# Working with Data using Spark and Python
## Creating and Working with a RDDs (Resillient Distributed Datasets)
In this section of the Notebook, we will first use Spark to interactively explore __Wikipedia__ data.  
__Note:__ For the purposes of reproducibility, the data can be downloaded from [here](http://d2xijq8wc2iink.cloudfront.net/ampcamp6/ampcamp6-rc3.tar.gz).

To start, we create an RDD named `pagecounts` from the input files in the `data` directory. Since the `SparkContext` is already created as variable `sc`, the first task is view this to confirm before creating the RDD.

In [None]:
sc

In [None]:
# Create pagecounts
pagecounts = sc.textFile("data/pagecounts") #stored on shared /vagrant

To view the data, we use the `take` operation of an RDD to get the first __K__ record were, K = 10.

In [None]:
pagecounts.take(10)

As we can see from the output above, the data is not easy to understand. This is because `take()` returns an array and Python simply prints the array with each element separated by a `,`. To alleviate this we can traverse the and print each record on its own line.

In [None]:
for i in pagecounts.take(10):
    print i

Although not much better, the above output elminites some of the array specifics to give us better view of the actual data within context. To further explore the data, we can subset or filter the based on specific criteria. In the following example, we will filter only the English pages (en). This is done by applying the `filter()` function to `pagecounts`. So for each record, we can split it by the field delimiter (i.e. a space) and get the second field (project code) and compare it with the string “en”. 

__TIP:__ To avoid reading from disks each time we perform any operations on the RDD, we also cache the RDD into memory.

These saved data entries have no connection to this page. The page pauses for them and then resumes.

use bytes::Bytes;
use serde::{Deserialize, Serialize};
use serde_json::Value as JsonValue;

use llmgate_credential::Credential;
use llmgate_transport::{HttpMethod, HttpRequest, HttpResponse};
use llmgate_types::{
    ContentPart, ErrorKind, FinishReason, GatewayError, LLMRequest, LLMResponse, MediaSource,
    Message, Role, ToolCall, ToolChoice, UsageInfo,
};

use crate::config::{ProviderConfig, build_url};
use crate::{Adapter, Feature};

const DEFAULT_BASE_URL: &str = "https://api.openai.com/v1";

/// The OpenAI-compatible adapter. `ZhipuAdapter` reuses the wire-shape
/// builders here and only overrides auth headers and error extraction.
#[derive(Debug, Default)]
pub struct OpenAiAdapter;

impl OpenAiAdapter {
    pub fn new() -> Self {
        Self
    }
}

impl Adapter for OpenAiAdapter {
    fn api_type(&self) -> &'static str {
        "openai"
    }

    fn supports(&self, feature: Feature) -> bool {
        matches!(
            feature,
            Feature::Tools | Feature::Multimodal | Feature::JsonMode | Feature::Embeddings
        )
    }

    fn build_request(
        &self,
        request: &LLMRequest,
        credential: &Credential,
        provider_cfg: &ProviderConfig,
        model: &str,
    ) -> Result<HttpRequest, GatewayError> {
        let url = build_url(
            provider_cfg.base_url(DEFAULT_BASE_URL),
            "chat/completions",
        );
        let body = build_chat_body(request, provider_cfg, model)?;
        let bytes = serde_json::to_vec(&body).map_err(|e| {
            GatewayError::new(ErrorKind::BadRequest, e.to_string()).with_model(model)
        })?;

        let mut headers = vec![
            ("Authorization".to_string(), format!("Bearer {}", credential.api_key)),
            ("Content-Type".to_string(), "application/json".to_string()),
            ("Accept".to_string(), "application/json".to_string()),
        ];
        headers.extend(provider_cfg.extra_headers.iter().cloned());

        Ok(HttpRequest {
            method: HttpMethod::Post,
            url,
            headers,
            body: Some(Bytes::from(bytes)),
        })
    }

    fn parse_response(
        &self,
        response: &HttpResponse,
        _provider_cfg: &ProviderConfig,
    ) -> Result<LLMResponse, GatewayError> {
        parse_chat_response(response)
    }

    fn build_embed_request(
        &self,
        texts: &[String],
        credential: &Credential,
        provider_cfg: &ProviderConfig,
        model: &str,
        _task_type: Option<&str>,
    ) -> Result<HttpRequest, GatewayError> {
        let url = build_url(provider_cfg.base_url(DEFAULT_BASE_URL), "embeddings");
        let body = serde_json::json!({ "model": model, "input": texts });
        let bytes = serde_json::to_vec(&body)
            .map_err(|e| GatewayError::new(ErrorKind::BadRequest, e.to_string()))?;

        let mut headers = vec![
            ("Authorization".to_string(), format!("Bearer {}", credential.api_key)),
            ("Content-Type".to_string(), "application/json".to_string()),
        ];
        headers.extend(provider_cfg.extra_headers.iter().cloned());

        Ok(HttpRequest {
            method: HttpMethod::Post,
            url,
            headers,
            body: Some(Bytes::from(bytes)),
        })
    }

    fn parse_embed_response(&self, response: &HttpResponse) -> Result<Vec<Vec<f32>>, GatewayError> {
        let raw: JsonValue = serde_json::from_slice(&response.body).unwrap_or(JsonValue::Null);
        if !response.is_success() {
            return Err(classify_openai_error(response, &raw));
        }
        let data = raw
            .get("data")
            .and_then(JsonValue::as_array)
            .ok_or_else(|| GatewayError::new(ErrorKind::ParseError, "embeddings response had no data"))?;

        data.iter()
            .map(|item| {
                item.get("embedding")
                    .and_then(JsonValue::as_array)
                    .map(|vec| vec.iter().filter_map(|v| v.as_f64().map(|f| f as f32)).collect())
                    .ok_or_else(|| GatewayError::new(ErrorKind::ParseError, "embedding entry missing vector"))
            })
            .collect()
    }
}

/// Builds the `{messages, tools, tool_choice, ...}` chat-completion body
/// shared by the OpenAI and Zhipu adapters.
pub(crate) fn build_chat_body(
    request: &LLMRequest,
    provider_cfg: &ProviderConfig,
    model: &str,
) -> Result<JsonValue, GatewayError> {
    let config = request.config.merged_over(&provider_cfg.default_overrides);
    config
        .validate()
        .map_err(|msg| GatewayError::new(ErrorKind::BadRequest, msg).with_model(model))?;

    let multimodal_allowed = provider_cfg.supports_multimodal(model);
    let messages = request
        .messages
        .iter()
        .map(|m| to_wire_message(m, multimodal_allowed))
        .collect::<Result<Vec<_>, GatewayError>>()?;

    let mut body = serde_json::json!({
        "model": model,
        "messages": messages,
    });
    let obj = body.as_object_mut().expect("object literal");

    if let Some(t) = config.temperature {
        obj.insert("temperature".into(), t.into());
    }
    if let Some(t) = config.max_tokens {
        obj.insert("max_tokens".into(), t.into());
    }
    if let Some(t) = config.top_p {
        obj.insert("top_p".into(), t.into());
    }
    if let Some(t) = config.frequency_penalty {
        obj.insert("frequency_penalty".into(), t.into());
    }
    if let Some(t) = config.presence_penalty {
        obj.insert("presence_penalty".into(), t.into());
    }
    if !config.stop.is_empty() {
        obj.insert("stop".into(), config.stop.clone().into());
    }
    if let Some(mime) = &config.response_mime_type {
        obj.insert(
            "response_format".into(),
            serde_json::json!({ "type": if mime.contains("json") { "json_object" } else { "text" } }),
        );
    }

    if !request.tools.is_empty() {
        let tools: Vec<JsonValue> = request
            .tools
            .iter()
            .map(|t| {
                serde_json::json!({
                    "type": "function",
                    "function": {
                        "name": t.name,
                        "description": t.description,
                        "parameters": t.parameters,
                    }
                })
            })
            .collect();
        obj.insert("tools".into(), tools.into());
    }

    if let Some(choice) = &request.tool_choice {
        obj.insert("tool_choice".into(), tool_choice_to_wire(choice));
    }

    Ok(body)
}

fn tool_choice_to_wire(choice: &ToolChoice) -> JsonValue {
    match choice {
        ToolChoice::Auto => JsonValue::String("auto".to_string()),
        ToolChoice::None => JsonValue::String("none".to_string()),
        ToolChoice::Required => JsonValue::String("required".to_string()),
        ToolChoice::Specific { name } => serde_json::json!({
            "type": "function",
            "function": { "name": name },
        }),
    }
}

fn to_wire_message(message: &Message, multimodal_allowed: bool) -> Result<JsonValue, GatewayError> {
    let role = match message.role {
        Role::System => "system",
        Role::User => "user",
        Role::Assistant => "assistant",
        Role::Tool => "tool",
    };

    if message.role == Role::Tool {
        let (call_id, content) = message
            .content
            .iter()
            .find_map(|p| match p {
                ContentPart::ToolResult { call_id, content } => Some((call_id.clone(), content.clone())),
                _ => None,
            })
            .ok_or_else(|| {
                GatewayError::new(ErrorKind::BadRequest, "tool message missing ToolResult part")
            })?;
        return Ok(serde_json::json!({
            "role": role,
            "tool_call_id": call_id,
            "content": content,
        }));
    }

    let has_multimodal = message.content.iter().any(ContentPart::is_multimodal);
    if has_multimodal && !multimodal_allowed {
        return Err(GatewayError::new(
            ErrorKind::UnsupportedFeature,
            "model is not configured as multimodal-capable",
        ));
    }

    let tool_calls: Vec<JsonValue> = message
        .content
        .iter()
        .filter_map(|p| match p {
            ContentPart::ToolCall { id, name, arguments } => Some(serde_json::json!({
                "id": id,
                "type": "function",
                "function": { "name": name, "arguments": arguments.to_string() },
            })),
            _ => None,
        })
        .collect();

    let content = if has_multimodal {
        JsonValue::Array(
            message
                .content
                .iter()
                .filter_map(|p| content_part_to_wire(p))
                .collect(),
        )
    } else {
        JsonValue::String(message.text())
    };

    let mut wire = serde_json::json!({ "role": role, "content": content });
    if !tool_calls.is_empty() {
        wire.as_object_mut()
            .unwrap()
            .insert("tool_calls".into(), tool_calls.into());
    }
    Ok(wire)
}

fn content_part_to_wire(part: &ContentPart) -> Option<JsonValue> {
    match part {
        ContentPart::Text(text) => Some(serde_json::json!({ "type": "text", "text": text })),
        ContentPart::Image(src) => Some(serde_json::json!({
            "type": "image_url",
            "image_url": { "url": media_source_to_url(src) },
        })),
        _ => None,
    }
}

fn media_source_to_url(source: &MediaSource) -> String {
    match source {
        MediaSource::Inline { mime_type, data } => format!("data:{mime_type};base64,{data}"),
        MediaSource::Uri { uri, .. } => uri.clone(),
        MediaSource::LocalPath { path, .. } => path.clone(),
    }
}

#[derive(Debug, Deserialize)]
struct ChatCompletionResponse {
    #[serde(default)]
    choices: Vec<Choice>,
    #[serde(default)]
    usage: Option<WireUsage>,
}

#[derive(Debug, Deserialize)]
struct Choice {
    message: ChoiceMessage,
    #[serde(default)]
    finish_reason: Option<String>,
}

#[derive(Debug, Deserialize)]
struct ChoiceMessage {
    #[serde(default)]
    content: Option<String>,
    #[serde(default)]
    tool_calls: Vec<WireToolCall>,
}

#[derive(Debug, Deserialize)]
struct WireToolCall {
    id: String,
    function: WireFunctionCall,
}

#[derive(Debug, Deserialize)]
struct WireFunctionCall {
    name: String,
    arguments: String,
}

#[derive(Debug, Deserialize, Serialize)]
struct WireUsage {
    #[serde(default)]
    prompt_tokens: u32,
    #[serde(default)]
    completion_tokens: u32,
    #[serde(default)]
    total_tokens: u32,
}

pub(crate) fn parse_chat_response(response: &HttpResponse) -> Result<LLMResponse, GatewayError> {
    let raw: JsonValue = serde_json::from_slice(&response.body).unwrap_or(JsonValue::Null);

    if !response.is_success() {
        return Err(classify_openai_error(response, &raw));
    }

    let parsed: ChatCompletionResponse = serde_json::from_value(raw.clone())
        .map_err(|e| GatewayError::new(ErrorKind::ParseError, e.to_string()))?;

    let choice = parsed
        .choices
        .into_iter()
        .next()
        .ok_or_else(|| GatewayError::new(ErrorKind::ParseError, "response had no choices"))?;

    let tool_calls = choice
        .message
        .tool_calls
        .into_iter()
        .map(|tc| {
            let arguments = serde_json::from_str(&tc.function.arguments)
                .unwrap_or_else(|_| JsonValue::String(tc.function.arguments.clone()));
            ToolCall {
                id: tc.id,
                name: tc.function.name,
                arguments,
            }
        })
        .collect::<Vec<_>>();

    let finish_reason = match choice.finish_reason.as_deref() {
        Some("tool_calls") => FinishReason::ToolCalls,
        Some("length") => FinishReason::Length,
        Some("content_filter") => FinishReason::ContentFilter,
        _ if !tool_calls.is_empty() => FinishReason::ToolCalls,
        _ => FinishReason::Stop,
    };

    let usage = parsed
        .usage
        .map(|u| UsageInfo {
            prompt_tokens: u.prompt_tokens,
            completion_tokens: u.completion_tokens,
            total_tokens: u.total_tokens,
        })
        .unwrap_or_default();

    Ok(LLMResponse {
        text: choice.message.content.unwrap_or_default(),
        tool_calls,
        usage,
        finish_reason,
        raw,
        code_execution_results: Vec::new(),
        grounding_metadata: None,
    })
}

pub(crate) fn classify_openai_error(response: &HttpResponse, raw: &JsonValue) -> GatewayError {
    let message = raw
        .get("error")
        .and_then(|e| e.get("message"))
        .and_then(JsonValue::as_str)
        .map(str::to_string)
        .unwrap_or_else(|| format!("HTTP {}", response.status));

    let kind = match response.status {
        401 | 403 => ErrorKind::AuthError,
        429 => ErrorKind::RateLimited,
        400 | 404 | 422 => ErrorKind::BadRequest,
        s if (500..600).contains(&s) => ErrorKind::ServerError,
        _ => ErrorKind::ServerError,
    };
    GatewayError::new(kind, message)
}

This is where Spark really starts to to shine. 

In [None]:
enPages = pagecounts.filter(lambda x: x.split(" ")[1] == "en").cache()

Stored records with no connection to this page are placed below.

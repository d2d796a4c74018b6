use serde::{Deserialize, Serialize};
use serde_json::Value as JsonValue;

use crate::tool::ToolCall;

#[derive(Debug, Clone, Copy, Default, Serialize, Deserialize)]
pub struct UsageInfo {
    pub prompt_tokens: u32,
    pub completion_tokens: u32,
    pub total_tokens: u32,
}

#[derive(Debug, Clone, Copy, PartialEq, Eq, Serialize, Deserialize)]
#[serde(rename_all = "snake_case")]
pub enum FinishReason {
    Stop,
    Length,
    ToolCalls,
    ContentFilter,
    Error,
}

/// One provider-side sandboxed code execution, surfaced on Gemini-style
/// adapters
#[derive(Debug, Clone, Serialize, Deserialize)]
pub struct CodeExecutionResult {
    pub code: String,
    pub output: String,
    pub succeeded: bool,
}

/// Canonical model response.
#[derive(Debug, Clone, Serialize, Deserialize)]
pub struct LLMResponse {
    pub text: String,
    #[serde(default)]
    pub tool_calls: Vec<ToolCall>,
    pub usage: UsageInfo,
    pub finish_reason: FinishReason,
    /// The untouched provider payload, for callers that need provider-specific
    /// detail this canonical shape doesn't carry.
    pub raw: JsonValue,
    #[serde(default)]
    pub code_execution_results: Vec<CodeExecutionResult>,
    #[serde(default)]
    pub grounding_metadata: Option<JsonValue>,
}

impl LLMResponse {
    pub fn has_tool_calls(&self) -> bool {
        !self.tool_calls.is_empty()
    }
}
//! Canonical types shared across the gateway: messages, generation config,
//! tool declarations, responses, model identifiers, and the error taxonomy.

pub mod error;
pub mod generation;
pub mod message;
pub mod model_id;
pub mod request;
pub mod response;
pub mod tool;

pub use error::{ErrorKind, GatewayError};
pub use generation::{GenerationConfig, ResponseFormat, SafetySettings};
pub use message::{ContentPart, MediaSource, Message, Role};
pub use model_id::{ModelId, ModelIdError};
pub use request::LLMRequest;
pub use response::{CodeExecutionResult, FinishReason, LLMResponse, UsageInfo};
pub use tool::{ToolCall, ToolChoice, ToolDefinition, validate_arguments};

Using the `filter()` function is a lazy evaluation, so no computation is done yet. Next time any action is invoked on `enPages`, Spark will cache the data set in memory across the workers in your cluster. For example, we can view the total records of pages using the `count()` function and then compare that to the total number of records for English pages.

In [None]:
print "Total number of pages:",pagecounts.count()
print "Total numbner of English pages:", enPages.count()

Next we can generate a histogram of total page views on __Wikipedia__ English pages for a specific data range represented in our dataset (i.e. May 5 to May 7, 2009). The high level idea is as follows: 
1. Generate a key value pair for each line, the key is the date (the first eight characters of the first field), and the value is the number of pageviews for that date (the fourth field). 
2. Shuffle the data and group all values of the same key together. 
3. Sum up the values for each key. There is a convenient method called reduceByKey in Spark for exactly this pattern. By default, Spark assumes that the reduce function is commutative and associative and applies combiners on the mapper side. 

The `collect` method at the end converts the result from an RDD to an array.

In [None]:
# Split the Data
enTuples = enPages.map(lambda x: x.split(" "))

# Generate <Key><Value> pairs
enKeyValuePairs = enTuples.map(lambda x: (x[0][:8], int(x[3])))

# Shuffle the data and group all values of the same key together
enKeyValuePairs.reduceByKey(lambda x, y: x + y, 1).collect()

__Tip:__ We can combine the previous three commands into one:

In [None]:
enPages.map(lambda x: x.split(" ")).map(lambda x: (x[0][:8], int(x[3]))).reduceByKey(lambda x, y: x + y, 1).collect()

Suppose we want to find pages that were viewed more than 200,000 times during the three days covered by our dataset. Conceptually, this task is similar to the previous query. But, given the large number of pages (23 million distinct page names), the new task is very expensive. We are doing an expensive group-by with a lot of network shuffling of data. To recap: 
1. We split each line of data into its respective fields. 
2. We extract the fields for page name and number of page views. We reduce by key again, this time with 40 reducers. 
3. We filter out pages with less than 200,000 total views over our time window represented by our dataset.

In [None]:
enPages.map(lambda x: x.split(" ")).map(lambda x: (x[2], int(x[3]))).reduceByKey(lambda x, y: x + y, 40).filter(lambda x: x[1] > 200000).map(lambda x: (x[1], x[0])).collect()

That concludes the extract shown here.